7Which RAPIDS library provides GPU-accelerated k-means clustering and how is it called?
A.cuML's KMeans class: `from cuml.cluster import KMeans; kmeans = KMeans(n_clusters=5).fit(X_gpu)`
B.cuGraph's KMeans function: `cuGraph.cluster.kmeans(G, k=5)`
C.cuDF's groupby with centroid computation: `df.groupby('label').mean()`
D.RAPIDS does not support k-means; it must be imported from scikit-learn
Explanation: `cuml.cluster.KMeans` implements k-means clustering on GPU with the same interface as `sklearn.cluster.KMeans`. Input data must be a cuDF DataFrame or CuPy/NumPy array. The algorithm leverages GPU parallelism for both the assignment and centroid update steps, providing significant speedup over CPU k-means for large datasets.
8What is Dask-cuDF and when should it be used instead of standard cuDF?
A.Dask-cuDF enables distributed GPU DataFrames across multiple GPUs or nodes, used when data exceeds a single GPU's memory or when multiple GPUs should be utilized in parallel
B.Dask-cuDF is a legacy version of cuDF designed for older NVIDIA GPU architectures
C.Dask-cuDF provides CPU fallback execution when GPU memory is insufficient
D.Dask-cuDF is used for streaming data ingestion from Apache Kafka into cuDF DataFrames
Explanation: Dask-cuDF combines Dask's distributed task scheduling with cuDF's GPU DataFrame operations. It partitions large DataFrames across multiple GPU workers (multiple GPUs on one node or across nodes). When data fits on a single GPU, standard cuDF is simpler and faster; when data exceeds GPU VRAM or multi-GPU parallelism is needed, Dask-cuDF is the solution.
9What is the RAPIDS Memory Manager (RMM) and why is it important for data science workloads?

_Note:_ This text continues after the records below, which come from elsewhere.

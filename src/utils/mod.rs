//! Utility modules.

pub mod file;

pub use file::{calculate_checksum, read_text_file, resolve_upload_path};
pub mod protocol;

use std::sync::Arc;

use tokio::io::{
    AsyncBufRead, AsyncBufReadExt, AsyncReadExt, AsyncWrite, AsyncWriteExt, BufReader,
};
use tracing::{debug, error, info};

use crate::error::{ErrorKind, PipelineError};
use crate::server::protocol::{MAX_LINE_BYTES, Request, Response, encode_line};
use crate::services::{IngestInput, Pipeline};

/// Serves the tool protocol over a line-oriented byte stream.
pub struct ToolServer {
    pipeline: Arc<Pipeline>,
}

impl ToolServer {
    pub fn new(pipeline: Arc<Pipeline>) -> Self {
        Self { pipeline }
    }

    /// Serve stdin/stdout until EOF or ctrl-c.
    pub async fn run_stdio(&self) -> std::io::Result<()> {
        let stdin = BufReader::new(tokio::io::stdin());
        let stdout = tokio::io::stdout();

        info!("tool server listening on stdio");
        tokio::select! {
            result = self.serve(stdin, stdout) => result?,
            _ = tokio::signal::ctrl_c() => info!("received SIGINT, shutting down"),
        }
        info!("tool server stopped");
        Ok(())
    }

    /// Answer each request line with exactly one response line.
    pub async fn serve<R, W>(&self, mut reader: R, mut writer: W) -> std::io::Result<()>
    where
        R: AsyncBufRead + Unpin,
        W: AsyncWrite + Unpin,
    {
        let mut line = Vec::new();
        loop {
            line.clear();
            let read = (&mut reader)
                .take(MAX_LINE_BYTES as u64 + 1)
                .read_until(b'\n', &mut line)
                .await?;
            if read == 0 {
                break;
            }

            let response = if read > MAX_LINE_BYTES {
                // Skip the rest of an oversized line before answering.
                if line.last() != Some(&b'\n') {
                    let mut discard = Vec::new();
                    reader.read_until(b'\n', &mut discard).await?;
                }
                Response::error("request too large", ErrorKind::Validation)
            } else {
                match std::str::from_utf8(&line) {
                    Ok(text) if text.trim().is_empty() => continue,
                    Ok(text) => match serde_json::from_str::<Request>(text.trim()) {
                        Ok(request) => self.handle_request(request).await,
                        Err(e) => {
                            Response::error(format!("invalid request: {e}"), ErrorKind::Validation)
                        }
                    },
                    Err(_) => Response::error("request is not valid UTF-8", ErrorKind::Validation),
                }
            };

            let encoded = encode_line(&response).map_err(std::io::Error::other)?;
            writer.write_all(&encoded).await?;
            writer.flush().await?;
        }
        Ok(())
    }

    async fn handle_request(&self, request: Request) -> Response {
        let operation = request.name();
        debug!(operation, "handling request");

        match self.dispatch(request).await {
            Ok(response) => response,
            Err(e) => {
                error!(operation, kind = %e.kind(), error = %e, "request failed");
                Response::failure(operation, e.kind())
            }
        }
    }

    async fn dispatch(&self, request: Request) -> Result<Response, PipelineError> {
        match request {
            Request::ListCollections => {
                let collections = self.pipeline.list_collections().await?;
                Ok(Response::Collections { collections })
            }

            Request::Ingest(req) => {
                let input = match (req.path, req.text) {
                    (Some(path), None) => IngestInput::File(path),
                    (None, Some(text)) => IngestInput::Text {
                        text,
                        source: req.source,
                    },
                    _ => {
                        return Err(PipelineError::Validation(
                            "exactly one of 'path' or 'text' is required".to_string(),
                        ));
                    }
                };
                let report = self
                    .pipeline
                    .ingest(input, &req.collection, req.provider.as_ref())
                    .await?;
                Ok(Response::Ingested(report))
            }

            Request::Search(req) => {
                let text = self
                    .pipeline
                    .search(&req.query, &req.collection, req.provider.as_ref(), req.limit)
                    .await?;
                Ok(Response::Results { text })
            }

            Request::DeleteCollection(req) => {
                self.pipeline.delete_collection(&req.collection).await?;
                Ok(Response::Deleted {
                    collection: req.collection,
                })
            }
        }
    }
}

A.RMM is a RAPIDS library that manages GPU memory allocation, enabling customizable memory pools (including pre-allocated pools) to reduce allocation overhead and out-of-memory errors
B.RMM monitors GPU memory usage and automatically reduces dataset precision when memory is running low
C.RMM is a distributed memory manager that coordinates VRAM allocation across multiple nodes in a RAPIDS cluster
D.RMM is a Python garbage collector that periodically frees unused cuDF DataFrames from GPU memory
Explanation: RAPIDS Memory Manager (RMM) provides a flexible GPU memory allocation framework. Its key feature is the pool allocator — pre-allocating a large memory pool at startup eliminates the overhead of individual CUDA malloc calls. This is critical for interactive data science where many small allocations would otherwise incur significant latency.
10How does cuML's GPU-accelerated Random Forest compare to scikit-learn's Random Forest in terms of API and performance?
A.cuML's RandomForestClassifier has the same fit(X, y)/predict(X) API as scikit-learn but achieves significant speedup for large datasets by training trees in parallel on the GPU
B.cuML's Random Forest uses a completely different API requiring CUDA-specific data formats and manual tree configuration
C.cuML's Random Forest is slower than scikit-learn on medium datasets because of GPU memory transfer overhead
D.cuML's Random Forest only supports classification, not regression, unlike scikit-learn
Explanation: cuML's `RandomForestClassifier` and `RandomForestRegressor` follow the scikit-learn estimator API with `fit()` and `predict()` methods. RAPIDS accelerates tree building by running tree construction across GPU threads in parallel. Speedups of 10-100x over scikit-learn are common on large datasets (millions of rows). Input must be a cuDF DataFrame or CuPy array.